====== Records to process

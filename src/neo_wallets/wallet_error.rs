use thiserror::Error;

use crate::{
	builder::BuilderError, neo_protocol::AccountError, neo_types::TypeError,
};

/// Errors raised by wallet management and NEP-6 conversion.
#[derive(Error, Debug)]
pub enum WalletError {
	#[error("Account state: {0}")]
	AccountState(String),

	#[error("No account with script hash {0} in the wallet")]
	AccountNotFound(String),

	#[error("The last remaining account cannot be removed")]
	LastAccount,

	#[error("A NEP-6 wallet must designate exactly one default account")]
	DefaultAccountInvariant,

	#[error("Invalid NEP-6 wallet: {0}")]
	InvalidNep6(String),

	#[error(transparent)]
	Account(#[from] AccountError),

	#[error(transparent)]
	Builder(#[from] BuilderError),

	#[error(transparent)]
	Type(#[from] TypeError),
}
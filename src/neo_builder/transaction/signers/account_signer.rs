use primitive_types::H160;

use crate::{
	builder::{BuilderError, SignerTrait, SignerType, WitnessRule, WitnessScope},
	crypto::Secp256r1PublicKey,
	neo_protocol::{Account, AccountTrait},
};

/// A signer backed by an [`Account`], so the transaction builder can
/// produce its witness during signing.
#[derive(Debug, Clone)]
pub struct AccountSigner {
	pub account: Account,
	pub(crate) scopes: Vec<WitnessScope>,
	pub(crate) allowed_contracts: Vec<H160>,
	pub(crate) allowed_groups: Vec<Secp256r1PublicKey>,
	pub(crate) rules: Vec<WitnessRule>,
}

impl PartialEq for AccountSigner {
	fn eq(&self, other: &Self) -> bool {
		self.account.get_script_hash() == other.account.get_script_hash()
			&& self.scopes == other.scopes
			&& self.allowed_contracts == other.allowed_contracts
			&& self.allowed_groups == other.allowed_groups
			&& self.rules == other.rules
	}
}

impl AccountSigner {
	fn new(account: &Account, scope: WitnessScope) -> Self {
		Self {
			account: account.clone(),
			scopes: vec![scope],
			allowed_contracts: Vec::new(),
			allowed_groups: Vec::new(),
			rules: Vec::new(),
		}
	}

	/// A signer that only covers fees (scope `None`).
	pub fn none(account: &Account) -> Result<Self, BuilderError> {
		Ok(Self::new(account, WitnessScope::None))
	}

	/// The default scope for plain transfers: the witness is valid in
	/// the entry script and its direct calls.
	pub fn called_by_entry(account: &Account) -> Result<Self, BuilderError> {
		Ok(Self::new(account, WitnessScope::CalledByEntry))
	}

	/// The witness is valid everywhere. Use with care.
	pub fn global(account: &Account) -> Result<Self, BuilderError> {
		Ok(Self::new(account, WitnessScope::Global))
	}

	pub fn none_hash160(account_hash: H160) -> Result<Self, BuilderError> {
		Ok(Self::new(&Account::from_script_hash(account_hash), WitnessScope::None))
	}

	pub fn called_by_entry_hash160(account_hash: H160) -> Result<Self, BuilderError> {
		Ok(Self::new(&Account::from_script_hash(account_hash), WitnessScope::CalledByEntry))
	}

	pub fn global_hash160(account_hash: H160) -> Result<Self, BuilderError> {
		Ok(Self::new(&Account::from_script_hash(account_hash), WitnessScope::Global))
	}

	pub fn get_account(&self) -> &Account {
		&self.account
	}
}

impl SignerTrait for AccountSigner {
	fn get_type(&self) -> SignerType {
		SignerType::AccountSigner
	}

	fn get_signer_hash(&self) -> &H160 {
		self.account.script_hash()
	}

	fn get_scopes(&self) -> &Vec<WitnessScope> {
		&self.scopes
	}

	fn get_allowed_contracts(&self) -> &Vec<H160> {
		&self.allowed_contracts
	}

	fn get_allowed_groups(&self) -> &Vec<Secp256r1PublicKey> {
		&self.allowed_groups
	}

	fn get_rules(&self) -> &Vec<WitnessRule> {
		&self.rules
	}

	fn scopes_mut(&mut self) -> &mut Vec<WitnessScope> {
		&mut self.scopes
	}

	fn allowed_contracts_mut(&mut self) -> &mut Vec<H160> {
		&mut self.allowed_contracts
	}

	fn allowed_groups_mut(&mut self) -> &mut Vec<Secp256r1PublicKey> {
		&mut self.allowed_groups
	}

	fn rules_mut(&mut self) -> &mut Vec<WitnessRule> {
		&mut self.rules
	}
}

#[cfg(test)]
mod tests {
	use super::*;

	#[test]
	fn test_called_by_entry_scope() {
		let account = Account::create().unwrap();
		let signer = AccountSigner::called_by_entry(&account).unwrap();
		assert_eq!(signer.get_scopes(), &vec![WitnessScope::CalledByEntry]);
		assert_eq!(signer.get_signer_hash(), account.script_hash());
	}

	#[test]
	fn test_none_then_allowed_contracts_replaces_scope() {
		let account = Account::create().unwrap();
		let mut signer = AccountSigner::none(&account).unwrap();
		signer.set_allowed_contracts(vec![H160::zero()]).unwrap();
		assert!(!signer.get_scopes().contains(&WitnessScope::None));
		assert!(signer.get_scopes().contains(&WitnessScope::CustomContracts));
		assert!(signer.validate_scopes().is_ok());
	}
}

============

Work to complete -
Both end lines included, restate word for word the lines above from the line with "pub struct AccountSigner" to the line with "impl PartialEq for", and nothing else.

Solution for this exercise -
pub struct AccountSigner {
	pub account: Account,
	pub(crate) scopes: Vec<WitnessScope>,
	pub(crate) allowed_contracts: Vec<H160>,
	pub(crate) allowed_groups: Vec<Secp256r1PublicKey>,
	pub(crate) rules: Vec<WitnessRule>,
}

impl PartialEq for AccountSigner {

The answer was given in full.